何を言われたのかは知らない。だが、芳しくない印象だったことは否定できないだろう。そしてその印象を、先輩が覆せていないことも分かっている。
次の一球は内角に抜けた。先輩はバットを引き付けて体をねじり、背中が僕の方に向いていた。
険しい顔で先輩が振り返る。怒ることはないだろう。地区大会の一回戦でもお目にかかれない、へなちょこな直球なんだから。
だが、次の一球ではスイングが崩れ、内野ゴロ。守備のいないグランドに、点々と転がるボールを見ながら、先輩は歯を食いしばっていた。
荒っぽくホームベースを叩く手に力が入っている。
前を向いた時、先輩ははっと顔を歪め、眩しそうな顔をした。
僕も振り返った。
広い空の下。我が校で最も高い場所にある屋上に、誰かがいる。金網に手をつきながら。豆粒ほどの大きさだ。でも、彼女が精一杯の声で言った言葉だけは、僕達にはっきりと届いていた。
「がんばれーっ! 負けるなーっ!」
その瞬間、先輩の肩から力が抜け、表情が和らいでいく。せこい挑発で上った血も、今や全身を駆け巡り、隆々とした筋肉の下を流れている。
心臓が跳ね、ずしんと重たい痺れが指先に走った。
ああ、この人は、僕が考えている以上に、ずっと愛していたのだ。
彼らは彼らなりの愛を持っていて、何の覚悟もなく、それを僕は奪ったのだ。
僕は奪う側にいたのだ。
奪われまいと守った行動が、期せずして奪ってしまった。これでは僕のモットーは、未来永劫、達成不可能ではないか。

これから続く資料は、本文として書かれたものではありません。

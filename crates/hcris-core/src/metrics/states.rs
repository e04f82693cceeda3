//! Provider-number to state lookup.
//!
//! The first two digits of a Medicare provider number identify the state
//! or territory that certified the provider. The table is an immutable
//! constant owned by this module; prefixes without an entry resolve to
//! [`UNKNOWN_STATE`] rather than being dropped.

use std::collections::BTreeMap;

use hcris_model::ReportRecord;

/// Name reported for provider prefixes with no table entry.
pub const UNKNOWN_STATE: &str = "Unknown";

/// Sorted by prefix for binary search.
const STATE_NAMES: &[(u64, &str)] = &[
    (1, "Alabama"),
    (2, "Alaska"),
    (3, "Arizona"),
    (4, "Arkansas"),
    (5, "California"),
    (6, "Colorado"),
    (7, "Connecticut"),
    (8, "Delaware"),
    (9, "District of Columbia"),
    (10, "Florida"),
    (11, "Georgia"),
    (12, "Hawaii"),
    (13, "Idaho"),
    (14, "Illinois"),
    (15, "Indiana"),
    (16, "Iowa"),
    (17, "Kansas"),
    (18, "Kentucky"),
    (19, "Louisiana"),
    (20, "Maine"),
    (21, "Maryland"),
    (22, "Massachusetts"),
    (23, "Michigan"),
    (24, "Minnesota"),
    (25, "Mississippi"),
    (26, "Missouri"),
    (27, "Montana"),
    (28, "Nebraska"),
    (29, "Nevada"),
    (30, "New Hampshire"),
    (31, "New Jersey"),
    (32, "New Mexico"),
    (33, "New York"),
    (34, "North Carolina"),
    (35, "North Dakota"),
    (36, "Ohio"),
    (37, "Oklahoma"),
    (38, "Oregon"),
    (39, "Pennsylvania"),
    (40, "Puerto Rico"),
    (41, "Rhode Island"),
    (42, "South Carolina"),
    (43, "South Dakota"),
    (44, "Tennessee"),
    (45, "Texas"),
    (46, "Utah"),
    (47, "Vermont"),
    (48, "Virgin Islands"),
    (49, "Virginia"),
    (50, "Washington"),
    (51, "West Virginia"),
    (52, "Wisconsin"),
    (53, "Wyoming"),
    (55, "California"),
    (56, "Canada"),
    (59, "Mexico"),
    (64, "American Samoa"),
    (65, "Guam"),
    (66, "Commonwealth of the Northern Marianas Islands"),
    (67, "Texas"),
    (68, "Florida"),
    (69, "Florida"),
    (70, "Kansas"),
    (71, "Louisiana"),
    (72, "Ohio"),
    (73, "Pennsylvania"),
    (74, "Texas"),
    (75, "California"),
    (76, "Iowa"),
    (77, "Minnesota"),
    (78, "Illinois"),
    (80, "Maryland"),
];

/// State name for a two-digit provider prefix.
pub fn state_for_prefix(prefix: u64) -> Option<&'static str> {
    STATE_NAMES
        .binary_search_by_key(&prefix, |(code, _)| *code)
        .ok()
        .map(|index| STATE_NAMES[index].1)
}

/// State name for a full provider number (`prefix = provider / 10_000`).
pub fn provider_state(provider: u64) -> &'static str {
    state_for_prefix(provider / 10_000).unwrap_or(UNKNOWN_STATE)
}

/// Provider -> state mapping for every provider in the report index.
pub fn provider_states(reports: &[ReportRecord]) -> BTreeMap<u64, &'static str> {
    reports
        .iter()
        .map(|report| (report.prvdr_num, provider_state(report.prvdr_num)))
        .collect()
}

#[cfg(test)]
mod tests {
    use super::*;

    #[test]
    fn table_is_sorted_for_binary_search() {
        for pair in STATE_NAMES.windows(2) {
            assert!(pair[0].0 < pair[1].0, "{} before {}", pair[0].0, pair[1].0);
        }
    }

    #[test]
    fn known_prefixes_resolve() {
        assert_eq!(provider_state(50001), "California");
        assert_eq!(provider_state(140063), "Illinois");
        assert_eq!(state_for_prefix(40), Some("Puerto Rico"));
    }

    #[test]
    fn unknown_prefix_resolves_to_unknown() {
        assert_eq!(provider_state(990001), UNKNOWN_STATE);
        assert_eq!(state_for_prefix(99), None);
    }
}
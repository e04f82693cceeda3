//! SSI percentage from worksheet `E00A18A`.

use hcris_model::{AlphaFact, ColumnCode, LineNum, MetricTable, NumericFact, WorksheetCode};

use crate::error::Result;
use crate::select::select_line;
use crate::worksheet::extract_worksheet;

pub const SSI_COLUMN: &str = "ssi_percentage";

/// SSI percentage: line 3000, column `00100`.
pub fn ssi_percentage(alpha: &[AlphaFact], numeric: &[NumericFact]) -> Result<MetricTable> {
    let code = WorksheetCode::new("E00A18A")?;
    let table = extract_worksheet(&code, alpha, numeric)?;
    let series = select_line(&table, LineNum::new(3000), &ColumnCode::new("00100")?)?;
    Ok(MetricTable::from_series(SSI_COLUMN, series))
}
//! Uncompensated-care fields from worksheet S-10 (`S100000`).

use hcris_model::{AlphaFact, ColumnCode, LineNum, MetricTable, NumericFact, WorksheetCode};

use crate::error::Result;
use crate::select::select_line;
use crate::worksheet::extract_worksheet;

/// The six S-10 selections: (column name, line, column code).
pub const S_WORKSHEET_FIELDS: [(&str, u32, &str); 6] = [
    ("CST_TO_CHG", 100, "00100"),
    ("MED_CHG", 600, "00100"),
    ("MED_CST", 700, "00100"),
    ("CHAR_CHG", 2000, "00300"),
    ("CHAR_CST", 2300, "00300"),
    ("TOT_UNR_UNC", 3100, "00100"),
];

/// Builds the six S-10 fields, combined by outer join on record id.
/// Record presence may differ per selection, so nothing assumes the six
/// series align.
pub fn s_worksheet_fields(alpha: &[AlphaFact], numeric: &[NumericFact]) -> Result<MetricTable> {
    let code = WorksheetCode::new("S100000")?;
    let table = extract_worksheet(&code, alpha, numeric)?;

    let mut out = MetricTable::new();
    for (name, line, column) in S_WORKSHEET_FIELDS {
        let series = select_line(&table, LineNum::new(line), &ColumnCode::new(column)?)?;
        out = out.outer_join(MetricTable::from_series(name, series))?;
    }
    Ok(out)
}

pub(crate) fn output_columns() -> Vec<String> {
    S_WORKSHEET_FIELDS
        .iter()
        .map(|(name, _, _)| (*name).to_string())
        .collect()
}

人は争い、奪い、奪われて生きていく。僕が何かを得れば誰かが失う。今日、僕が勝ったら、先輩は何を失うだろう。失うものが僅かであってほしい。僕が得るものは少ないのだから。
「先輩。僕の中学時代の決め球、知ってます?」
「スライダー」
その答えを聞いて、思わず笑みがこぼれてしまった。
「これから投げますよ。ぜひ打って、僕の口から真実を語らせてくださいよ」
安い挑発だが、しないよりはましだ。僕達の実力差はそんな程度でしか縮まらないのだ。
僕は振りかぶった。乾いた砂の感触も、息を止めた時に広がる無音も、右の肩が大きく伸びる感触も、全ては僕のものだ。誰のものでもない。

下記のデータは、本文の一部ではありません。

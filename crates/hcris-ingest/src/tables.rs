//! Positional decoding of the three fixed-schema archive members.
//!
//! The members carry no header row; columns are assigned by position.
//! `_ALPHA` and `_NMRC` are the sparse fact tables
//! (`RPT_REC_NUM, WKSHT_CD, LINE_NUM, CLMN_NUM, value`); `_RPT` is the
//! 18-column report index.

use std::io::Read;

use csv::ReaderBuilder;

use hcris_model::{
    AlphaFact, ColumnCode, LineNum, NumericFact, RecordId, ReportRecord, WorksheetCode,
};

use crate::error::{IngestError, Result};

/// Column count of the `_ALPHA` and `_NMRC` members.
pub const FACT_COLUMNS: usize = 5;
/// Column count of the `_RPT` member.
pub const REPORT_COLUMNS: usize = 18;

fn normalize_cell(raw: &str) -> String {
    raw.trim().trim_matches('\u{feff}').to_string()
}

fn read_rows<R: Read>(member: &str, reader: R, expected: usize) -> Result<Vec<Vec<String>>> {
    let mut csv_reader = ReaderBuilder::new()
        .has_headers(false)
        .flexible(true)
        .from_reader(reader);
    let mut rows = Vec::new();
    for (idx, record) in csv_reader.records().enumerate() {
        let record = record.map_err(|source| IngestError::Csv {
            member: member.to_string(),
            source,
        })?;
        let row: Vec<String> = record.iter().map(normalize_cell).collect();
        if row.iter().all(|value| value.is_empty()) {
            continue;
        }
        if row.len() != expected {
            return Err(IngestError::ColumnCount {
                member: member.to_string(),
                row: idx + 1,
                expected,
                found: row.len(),
            });
        }
        rows.push(row);
    }
    Ok(rows)
}

fn parse_u64(member: &str, row: usize, value: &str, what: &'static str) -> Result<u64> {
    value.parse::<u64>().map_err(|_| IngestError::Parse {
        member: member.to_string(),
        row,
        value: value.to_string(),
        what,
    })
}

fn parse_u32(member: &str, row: usize, value: &str, what: &'static str) -> Result<u32> {
    value.parse::<u32>().map_err(|_| IngestError::Parse {
        member: member.to_string(),
        row,
        value: value.to_string(),
        what,
    })
}

fn parse_f64(member: &str, row: usize, value: &str, what: &'static str) -> Result<f64> {
    value.parse::<f64>().map_err(|_| IngestError::Parse {
        member: member.to_string(),
        row,
        value: value.to_string(),
        what,
    })
}

fn parse_fact_key(
    member: &str,
    row_num: usize,
    row: &[String],
) -> Result<(RecordId, WorksheetCode, LineNum, ColumnCode)> {
    let record = RecordId::new(parse_u64(member, row_num, &row[0], "record id")?);
    let worksheet = WorksheetCode::new(row[1].as_str()).map_err(|_| IngestError::Parse {
        member: member.to_string(),
        row: row_num,
        value: row[1].clone(),
        what: "worksheet code",
    })?;
    let line = LineNum::new(parse_u32(member, row_num, &row[2], "line number")?);
    let column = ColumnCode::new(row[3].as_str()).map_err(|_| IngestError::Parse {
        member: member.to_string(),
        row: row_num,
        value: row[3].clone(),
        what: "column code",
    })?;
    Ok((record, worksheet, line, column))
}

pub fn read_alpha_facts<R: Read>(member: &str, reader: R) -> Result<Vec<AlphaFact>> {
    let rows = read_rows(member, reader, FACT_COLUMNS)?;
    let mut facts = Vec::with_capacity(rows.len());
    for (idx, row) in rows.iter().enumerate() {
        let (record, worksheet, line, column) = parse_fact_key(member, idx + 1, row)?;
        facts.push(AlphaFact::new(record, worksheet, line, column, row[4].clone()));
    }
    Ok(facts)
}

pub fn read_numeric_facts<R: Read>(member: &str, reader: R) -> Result<Vec<NumericFact>> {
    let rows = read_rows(member, reader, FACT_COLUMNS)?;
    let mut facts = Vec::with_capacity(rows.len());
    for (idx, row) in rows.iter().enumerate() {
        let (record, worksheet, line, column) = parse_fact_key(member, idx + 1, row)?;
        let value = parse_f64(member, idx + 1, &row[4], "numeric value")?;
        facts.push(NumericFact::new(record, worksheet, line, column, value));
    }
    Ok(facts)
}

pub fn read_report_index<R: Read>(member: &str, reader: R) -> Result<Vec<ReportRecord>> {
    let rows = read_rows(member, reader, REPORT_COLUMNS)?;
    let mut reports = Vec::with_capacity(rows.len());
    for (idx, row) in rows.iter().enumerate() {
        let row_num = idx + 1;
        reports.push(ReportRecord {
            record_id: RecordId::new(parse_u64(member, row_num, &row[0], "record id")?),
            prvdr_ctrl_type_cd: row[1].clone(),
            prvdr_num: parse_u64(member, row_num, &row[2], "provider number")?,
            npi: row[3].clone(),
            rpt_stus_cd: row[4].clone(),
            fy_bgn_dt: row[5].clone(),
            fy_end_dt: row[6].clone(),
            proc_dt: row[7].clone(),
            initl_rpt_sw: row[8].clone(),
            last_rpt_sw: row[9].clone(),
            trnsmtl_num: row[10].clone(),
            fi_num: row[11].clone(),
            adr_vndr_cd: row[12].clone(),
            fi_creat_dt: row[13].clone(),
            util_cd: row[14].clone(),
            npr_dt: row[15].clone(),
            spec_ind: row[16].clone(),
            fi_rcpt_dt: row[17].clone(),
        });
    }
    Ok(reports)
}

#[cfg(test)]
mod tests {
    use super::*;

    #[test]
    fn decodes_numeric_facts_positionally() {
        let data = "100,S300001,00200,00700,10\n100,S300001,01400,00800,20\n";
        let facts = read_numeric_facts("TEST_NMRC.CSV", data.as_bytes()).expect("decode");
        assert_eq!(facts.len(), 2);
        assert_eq!(facts[0].record, RecordId::new(100));
        assert_eq!(facts[0].worksheet.as_str(), "S300001");
        assert_eq!(facts[0].line, LineNum::new(200));
        assert_eq!(facts[0].column.as_str(), "00700");
        assert_eq!(facts[0].value, 10.0);
    }

    #[test]
    fn column_codes_keep_leading_zeroes() {
        let data = "1,S200001,02600,00100,urban\n";
        let facts = read_alpha_facts("TEST_ALPHA.CSV", data.as_bytes()).expect("decode");
        assert_eq!(facts[0].column.as_str(), "00100");
        assert_eq!(facts[0].value, "urban");
    }

    #[test]
    fn wrong_column_count_is_an_error() {
        let data = "1,S200001,02600,00100\n";
        let err = read_alpha_facts("TEST_ALPHA.CSV", data.as_bytes()).unwrap_err();
        match err {
            IngestError::ColumnCount { row, expected, found, .. } => {
                assert_eq!(row, 1);
                assert_eq!(expected, FACT_COLUMNS);
                assert_eq!(found, 4);
            }
            other => panic!("unexpected error: {other}"),
        }
    }

    #[test]
    fn unparseable_numeric_value_is_an_error() {
        let data = "1,S300001,00200,00700,ten\n";
        let err = read_numeric_facts("TEST_NMRC.CSV", data.as_bytes()).unwrap_err();
        assert!(matches!(err, IngestError::Parse { what: "numeric value", .. }));
    }

    #[test]
    fn blank_lines_are_skipped() {
        let data = "1,S300001,00200,00700,10\n,,,,\n";
        let facts = read_numeric_facts("TEST_NMRC.CSV", data.as_bytes()).expect("decode");
        assert_eq!(facts.len(), 1);
    }
}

僕は、僕のまま生きるしかない。奪うとか、奪われるとか、争いたくないとか、そういう全てを受け入れないといけない。僕は劣った人間だけれど、完全に負けたわけじゃない。
勝つこともあるのだ。
渾身のスライダーを空振りした先輩は、その体勢のまま、僕を見ていた。
僕も先輩を見、そういえば僕が負けた時の条件しか考えていなかったな、ということを思い出した。
唖然としている先輩に、僕はにっこりと笑いかけた。
「先輩の罰ゲーム、罰走にしましょう」
「何周走ったらいい?」
「いえ、あの屋上まで」
先輩は歯を食いしばり、しかし猛然と駆けだした。
僕はグラブをナイロンの袋に戻して、キャッチャーを務めてくれた先輩に礼を言ってからグラウンドを去った。
昇降口のところに深川がいた。彼は、やったな、と一言言って、僕の肩を叩いた。